On this day, Amina went to work like any other day. However, what started as a normal day has turned into months of lengthy shifts in the market since the ban on public transport on March 25. Amina used to commute from Kito village in Kira sub county, Wakiso district to come to Nakawa market on a daily basis.
But the ban on public transport meant that she had no means of travelling back and forth yet she also could not walk the distance which would take her about three and a half hours.
“The first night I decided to try it out because the thought of walking was scary. I had planned on leaving the next day. But I failed. I have never gone back,” Amina said, while describing the first night as a nightmare decked with moments of coldness, fear and agony.
At the market, Amina sleeps at the doorway of her stall up on a makeshift bed made out of dry banana leaves heaped about three inches off the ground. There, she lays a small mat and a woolen scarf and covers herself with a blanket.
From the comfort of her home, her work day normally starts at 7 am. In the market, she wakes up as early as 5 am to beat the long queues at the bathrooms. The market has an eight stance water toilet that serves as both a toilet and bathroom. Amina explains that for the first five days of her stay, she was too embarrassed to go to the bathroom. She used a damp towel to clean up.
Being stuck in the market has not kept Amina away from the trials of a bread earner. Even in the market, she looks after her ten-year-old grandchild who she is nursing a toothache. She says she had no other choice but to drag the child to the market.
Amina told URN that the struggle she is going through is worth it because it helps her support her family of 16 people.

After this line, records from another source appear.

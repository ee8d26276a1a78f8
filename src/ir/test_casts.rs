#[cfg(test)]
mod tests {
    use crate::error::Error;
    use crate::ir::expr::{
        expr_ref, CaseExpr, ColumnVar, Constant, Expr, ExprRef, Subquery, UOper, UnaryOp,
    };
    use crate::ir::query::Query;
    use crate::types::{
        transient_dict, Datum, Encoding, SqlTypeInfo, TypeKind, NULL_DOUBLE, TRANSIENT_DICT_ID,
    };

    fn simple(kind: TypeKind) -> SqlTypeInfo {
        SqlTypeInfo::simple(kind, false)
    }

    fn decimal(dimension: i32, scale: i32) -> SqlTypeInfo {
        SqlTypeInfo::new(TypeKind::Decimal, dimension, scale, false)
    }

    fn varchar(dimension: i32) -> SqlTypeInfo {
        SqlTypeInfo::new(TypeKind::Varchar, dimension, 0, false)
    }

    fn dict_varchar(dimension: i32, comp_param: i32) -> SqlTypeInfo {
        SqlTypeInfo::with_encoding(
            TypeKind::Varchar,
            dimension,
            0,
            false,
            Encoding::Dict,
            comp_param,
        )
    }

    fn int_lit(v: i32) -> ExprRef {
        expr_ref(Constant::new(simple(TypeKind::Int), Datum::Int(v)))
    }

    fn str_lit(s: &str, ti: SqlTypeInfo) -> ExprRef {
        expr_ref(Constant::new(ti, Datum::Str(s.to_string())))
    }

    fn col(ti: SqlTypeInfo) -> ExprRef {
        expr_ref(ColumnVar::new(ti, 1, 1, 0))
    }

    fn constant_of(e: &ExprRef) -> &Constant {
        match &**e {
            Expr::Constant(c) => c,
            other => panic!("constant expected, got {}", other),
        }
    }

    #[test]
    fn test_cast_to_same_type_is_identity() {
        let c = col(simple(TypeKind::Int));
        let out = c.clone().add_cast(&simple(TypeKind::Int)).unwrap();
        assert!(ExprRef::ptr_eq(&c, &out));

        let lit = int_lit(7);
        let out = lit.clone().add_cast(&simple(TypeKind::Int)).unwrap();
        assert_eq!(*lit, *out);
    }

    #[test]
    fn test_cast_wrapper_for_non_literals() {
        let c = col(simple(TypeKind::Int));
        let out = c.clone().add_cast(&simple(TypeKind::BigInt)).unwrap();
        let Expr::UOper(u) = &*out else {
            panic!("cast wrapper expected");
        };
        assert_eq!(u.optype, UnaryOp::Cast);
        assert_eq!(u.type_info.kind, TypeKind::BigInt);
        assert!(ExprRef::ptr_eq(&u.operand, &c));
    }

    #[test]
    fn test_literal_cast_folds_value() {
        let out = int_lit(7).add_cast(&decimal(10, 2)).unwrap();
        let c = constant_of(&out);
        assert_eq!(c.type_info, decimal(10, 2));
        assert_eq!(c.constval, Datum::BigInt(700));
    }

    #[test]
    fn test_lossless_cast_round_trip() {
        let original = int_lit(7);
        let widened = original.clone().add_cast(&simple(TypeKind::BigInt)).unwrap();
        let back = widened.add_cast(&simple(TypeKind::Int)).unwrap();
        assert_eq!(*original, *back);

        let through_decimal = original
            .clone()
            .add_cast(&decimal(10, 2))
            .unwrap()
            .add_cast(&simple(TypeKind::Int))
            .unwrap();
        assert_eq!(*original, *through_decimal);
    }

    #[test]
    fn test_decimal_rescale() {
        // 123.45 stored as a scaled mantissa
        let c = Constant::new(decimal(10, 2), Datum::BigInt(12345));
        let widened = c.do_cast(&decimal(10, 3)).unwrap();
        assert_eq!(widened.constval, Datum::BigInt(123_450));
        let narrowed = c.do_cast(&decimal(10, 1)).unwrap();
        assert_eq!(narrowed.constval, Datum::BigInt(1234));
        let as_int = c.do_cast(&simple(TypeKind::Int)).unwrap();
        assert_eq!(as_int.constval, Datum::Int(123));
        let as_double = c.do_cast(&simple(TypeKind::Double)).unwrap();
        assert_eq!(as_double.constval, Datum::Double(123.45));
    }

    #[test]
    fn test_boolean_and_timestamp_become_numbers() {
        let b = Constant::new(simple(TypeKind::Boolean), Datum::Bool(true));
        assert_eq!(
            b.do_cast(&simple(TypeKind::Int)).unwrap().constval,
            Datum::Int(1)
        );
        assert_eq!(
            b.do_cast(&decimal(10, 2)).unwrap().constval,
            Datum::BigInt(100)
        );

        let ts = Constant::new(simple(TypeKind::Timestamp), Datum::Time(86_400));
        assert_eq!(
            ts.do_cast(&simple(TypeKind::BigInt)).unwrap().constval,
            Datum::BigInt(86_400)
        );
    }

    #[test]
    fn test_string_cast_truncates_to_dimension() {
        let c = Constant::new(varchar(11), Datum::Str("hello world".to_string()));
        let out = c.do_cast(&varchar(5)).unwrap();
        assert_eq!(out.constval, Datum::Str("hello".to_string()));
        // TEXT is unbounded
        let out = c.do_cast(&simple(TypeKind::Text)).unwrap();
        assert_eq!(out.constval, Datum::Str("hello world".to_string()));
    }

    #[test]
    fn test_string_parses_and_renders() {
        let c = Constant::new(varchar(10), Datum::Str("42".to_string()));
        assert_eq!(
            c.do_cast(&simple(TypeKind::Int)).unwrap().constval,
            Datum::Int(42)
        );

        let n = Constant::new(simple(TypeKind::Int), Datum::Int(42));
        assert_eq!(
            n.do_cast(&varchar(10)).unwrap().constval,
            Datum::Str("42".to_string())
        );
        assert_eq!(
            n.do_cast(&varchar(1)).unwrap().constval,
            Datum::Str("4".to_string())
        );
    }

    #[test]
    fn test_invalid_value_cast_fails() {
        let b = Constant::new(simple(TypeKind::Boolean), Datum::Bool(true));
        assert!(matches!(
            b.do_cast(&simple(TypeKind::Date)),
            Err(Error::InvalidCast { .. })
        ));
    }

    #[test]
    fn test_null_literal_adopts_new_type() {
        let null = expr_ref(Constant::null(simple(TypeKind::Int)));
        let out = null.add_cast(&simple(TypeKind::Double)).unwrap();
        let c = constant_of(&out);
        assert!(c.is_null);
        assert_eq!(c.type_info.kind, TypeKind::Double);
        assert_eq!(c.constval, Datum::Double(NULL_DOUBLE));
    }

    #[test]
    fn test_uncastable_types_fail() {
        let c = col(simple(TypeKind::Boolean));
        assert_eq!(
            c.add_cast(&simple(TypeKind::Date)).unwrap_err(),
            Error::UncastableTypes {
                from: "BOOLEAN".to_string(),
                to: "DATE".to_string(),
            }
        );
    }

    #[test]
    fn test_dict_to_related_dict_is_noop() {
        let c = col(dict_varchar(10, 3));
        let out = c.clone().add_cast(&dict_varchar(10, transient_dict(3))).unwrap();
        assert!(ExprRef::ptr_eq(&c, &out));
    }

    #[test]
    fn test_transient_cast_restrictions() {
        // non-dict string column grouped by a negotiated dictionary
        let plain = col(varchar(10));
        assert_eq!(
            plain
                .add_cast(&dict_varchar(10, TRANSIENT_DICT_ID))
                .unwrap_err(),
            Error::GroupByRequiresDictEncoding
        );

        // non-string, non-literal expression
        let num = col(simple(TypeKind::Int));
        assert_eq!(
            num.add_cast(&dict_varchar(10, transient_dict(4))).unwrap_err(),
            Error::TransientEncodingOnNonLiteral
        );
    }

    #[test]
    fn test_redundant_dictionary_cast_collapses() {
        let inner = col(dict_varchar(10, 3));
        let decompressed = inner.clone().decompress();
        let Expr::UOper(u) = &*decompressed else {
            panic!("cast wrapper expected");
        };
        assert_eq!(u.type_info.compression, Encoding::None);

        // casting the decompressed form back to the same dictionary resolves
        // to the original operand
        let out = decompressed.clone().add_cast(&dict_varchar(10, 3)).unwrap();
        assert!(ExprRef::ptr_eq(&out, &inner));
    }

    #[test]
    fn test_decompress_is_noop_without_encoding() {
        let c = col(varchar(10));
        let out = c.clone().decompress();
        assert!(ExprRef::ptr_eq(&c, &out));
    }

    #[test]
    fn test_case_cast_pushes_into_branches() {
        let when = col(simple(TypeKind::Boolean));
        let case = expr_ref(CaseExpr::new(
            varchar(1),
            vec![(when, str_lit("x", varchar(1)))],
            Some(str_lit("y", varchar(1))),
        ));
        let out = case.add_cast(&varchar(5)).unwrap();
        let Expr::Case(c) = &*out else {
            panic!("case expected");
        };
        assert_eq!(c.type_info, varchar(5));
        assert_eq!(constant_of(&c.when_then_list[0].1).type_info, varchar(5));
        assert_eq!(
            constant_of(c.else_expr.as_ref().unwrap()).type_info,
            varchar(5)
        );
    }

    #[test]
    fn test_case_cast_rewrites_transient_dictionary() {
        let when = col(simple(TypeKind::Boolean));
        let case_ti = SqlTypeInfo::with_encoding(TypeKind::Varchar, 10, 0, false, Encoding::None, 7);
        let case = expr_ref(CaseExpr::new(
            case_ti,
            vec![(when, str_lit("x", varchar(10)))],
            None,
        ));
        let out = case.add_cast(&dict_varchar(10, TRANSIENT_DICT_ID)).unwrap();
        let Expr::Case(c) = &*out else {
            panic!("case expected");
        };
        assert_eq!(c.type_info.comp_param, transient_dict(7));
        assert_eq!(c.type_info.compression, Encoding::Dict);
    }

    #[test]
    fn test_subquery_operations_are_unsupported() {
        let sq = expr_ref(Subquery::new(
            simple(TypeKind::Int),
            Box::new(Query::new()),
        ));
        assert_eq!(sq.deep_copy().unwrap_err(), Error::UnsupportedSubqueryOp);
        assert_eq!(
            sq.add_cast(&simple(TypeKind::BigInt)).unwrap_err(),
            Error::UnsupportedSubqueryOp
        );
    }

    #[test]
    fn test_case_domain_collects_literals_and_columns() {
        let when = col(simple(TypeKind::Boolean));
        let case = CaseExpr::new(
            varchar(10),
            vec![
                (when.clone(), str_lit("x", varchar(10))),
                (when.clone(), col(varchar(10))),
            ],
            Some(str_lit("y", varchar(10))),
        );
        let mut domain = Vec::new();
        Expr::Case(case).get_domain(&mut domain);
        assert_eq!(domain.len(), 3);
    }

    #[test]
    fn test_case_domain_counts_cast_literals_once() {
        let when = col(simple(TypeKind::Boolean));
        let cast_lit = expr_ref(UOper::new(varchar(5), UnaryOp::Cast, str_lit("x", varchar(1))));
        let case = CaseExpr::new(
            varchar(5),
            vec![
                (when.clone(), cast_lit.clone()),
                (when.clone(), cast_lit.clone()),
            ],
            None,
        );
        let mut domain = Vec::new();
        Expr::Case(case).get_domain(&mut domain);
        assert_eq!(domain.len(), 1);
    }

    #[test]
    fn test_case_domain_is_empty_when_unbounded() {
        let when = col(simple(TypeKind::Boolean));
        let computed = expr_ref(UOper::new(
            simple(TypeKind::Int),
            UnaryOp::UMinus,
            col(simple(TypeKind::Int)),
        ));
        let case = CaseExpr::new(
            simple(TypeKind::Int),
            vec![(when.clone(), int_lit(1)), (when, computed)],
            None,
        );
        let mut domain = Vec::new();
        Expr::Case(case).get_domain(&mut domain);
        assert!(domain.is_empty());
    }
}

The lockdown has not just reduced the working day by half but has also reduced the number of people willing to walk to the markets to buy fruits and other produce. Amina says that although the earning is less, it is worth every night of uncomfortable sleep.
Before the lockdown, Amina used to sell bananas worth 200,000 Shillings on a good day. Now with few people going to markets because of restrictions on transport, Amina describes her earnings as bittersweet.
Four stalls away from Amina is Harriet Kirabo a mother of a three-month old baby who re-echoes what Amina says.
At the moment, half of Amina’s stock is ripe. Every other day, the bananas continue to ripen. Some are already turning brown. This she says is a loss that will end up being inedible and thrown away as part of garbage because her customers are stuck in their homes.
This lockdown has opened Amina up to experiencing new fights. In addition to sleeping out of her house, for the first time since she got married, Amina is not able to prepare Iftar or the pre-dawn meal for her family as they go through the holy month of Ramadan.
“My husband called me to ask whether I was on my way home to prepare him a meal. Telling him I would not be able to was very hard for me but I had to. Until I can go home, everyone will have to cater for themselves now. That has never happened before,” she said.
There are 400 other vendors going through an ordeal in Nakawa market. In Kampala, over 3,000 vendors share her story. While many of them count the days until the end of the lockdown, scientists and economists warn that life will not be the same after lockdowns are lifted.